START ENTRIES SUPPLIED
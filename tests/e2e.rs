//! End-to-end tests against a live Docker daemon
//! Run with: cargo test --test e2e -- --ignored (requires a reachable daemon)

use docker_client::api::{ListContainersOptions, LogsOptions, RemoveContainerOptions};
use docker_client::{ContainerOptions, DockerClient, Error, RunOptions};

fn client() -> DockerClient {
    DockerClient::from_env().unwrap()
}

#[test]
#[ignore] // Run manually: cargo test --test e2e -- --ignored
fn test_ping_and_version() {
    let c = client();
    assert!(c.ping().unwrap());

    let version = c.version().unwrap();
    println!("Engine {} (API {})", version["Version"], version["ApiVersion"]);
    assert!(version["ApiVersion"].is_string());
}

#[test]
#[ignore]
fn test_run_echo() {
    let c = client();
    let options = ContainerOptions::new("alpine:3.4").with_command("echo hello world");
    let run = RunOptions {
        remove: true,
        ..Default::default()
    };

    let logs = c.containers().run(&options, &run).unwrap().into_logs().unwrap();
    assert_eq!(logs, b"hello world\n");
}

#[test]
#[ignore]
fn test_run_failure() {
    let c = client();
    let options = ContainerOptions::new("alpine:3.4").with_command("sh -c 'echo oops >&2; exit 3'");
    let run = RunOptions {
        remove: true,
        ..Default::default()
    };

    match c.containers().run(&options, &run) {
        Err(Error::Container(e)) => {
            assert_eq!(e.exit_status, 3);
            assert!(e.stderr.contains("oops"));
        }
        other => panic!("expected container error, got {:?}", other),
    }
}

#[test]
#[ignore]
fn test_detached_lifecycle() {
    let c = client();
    let options = ContainerOptions::new("alpine:3.4")
        .with_command("sh -c 'while true; do echo tick; sleep 1; done'")
        .with_detach(true);

    let mut container = c
        .containers()
        .run(&options, &RunOptions::default())
        .unwrap()
        .into_container()
        .unwrap();
    container.reload().unwrap();
    assert_eq!(container.status(), Some("running"));

    let listed = c.containers().list(&ListContainersOptions::default()).unwrap();
    assert!(listed.iter().any(|l| l.id() == container.id()));

    let mut logs = container
        .logs_stream(&LogsOptions::default().with_follow(true))
        .unwrap();
    let (_, first) = logs.next().unwrap().unwrap();
    assert_eq!(first, b"tick\n");
    logs.close();

    container.stop(Some(1)).unwrap();
    container
        .remove(&RemoveContainerOptions {
            force: true,
            ..Default::default()
        })
        .unwrap();
}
END ENTRIES SUPPLIED
TASK DESCRIPTION:
All lines above should be output verbatim.

YOUR RESPONSE:
filename tests/e2e.rs
//! End-to-end tests against a live Docker daemon
//! Run with: cargo test --test e2e -- --ignored (requires a reachable daemon)

use docker_client::api::{ListContainersOptions, LogsOptions, RemoveContainerOptions};
use docker_client::{ContainerOptions, DockerClient, Error, RunOptions};

fn client() -> DockerClient {
    DockerClient::from_env().unwrap()
}

#[test]
#[ignore] // Run manually: cargo test --test e2e -- --ignored
fn test_ping_and_version() {
    let c = client();
    assert!(c.ping().unwrap());

    let version = c.version().unwrap();
    println!("Engine {} (API {})", version["Version"], version["ApiVersion"]);
    assert!(version["ApiVersion"].is_string());
}

#[test]
#[ignore]
fn test_run_echo() {
    let c = client();
    let options = ContainerOptions::new("alpine:3.4").with_command("echo hello world");
    let run = RunOptions {
        remove: true,
        ..Default::default()
    };

    let logs = c.containers().run(&options, &run).unwrap().into_logs().unwrap();
    assert_eq!(logs, b"hello world\n");
}

#[test]
#[ignore]
fn test_run_failure() {
    let c = client();
    let options = ContainerOptions::new("alpine:3.4").with_command("sh -c 'echo oops >&2; exit 3'");
    let run = RunOptions {
        remove: true,
        ..Default::default()
    };

    match c.containers().run(&options, &run) {
        Err(Error::Container(e)) => {
            assert_eq!(e.exit_status, 3);
            assert!(e.stderr.contains("oops"));
        }
        other => panic!("expected container error, got {:?}", other),
    }
}

#[test]
#[ignore]
fn test_detached_lifecycle() {
    let c = client();
    let options = ContainerOptions::new("alpine:3.4")
        .with_command("sh -c 'while true; do echo tick; sleep 1; done'")
        .with_detach(true);

    let mut container = c
        .containers()
        .run(&options, &RunOptions::default())
        .unwrap()
        .into_container()
        .unwrap();
    container.reload().unwrap();
    assert_eq!(container.status(), Some("running"));

    let listed = c.containers().list(&ListContainersOptions::default()).unwrap();
    assert!(listed.iter().any(|l| l.id() == container.id()));

    let mut logs = container
        .logs_stream(&LogsOptions::default().with_follow(true))
        .unwrap();
    let (_, first) = logs.next().unwrap().unwrap();
    assert_eq!(first, b"tick\n");
    logs.close();

    container.stop(Some(1)).unwrap();
    container
        .remove(&RemoveContainerOptions {
            force: true,
            ..Default::default()
        })
        .unwrap();
}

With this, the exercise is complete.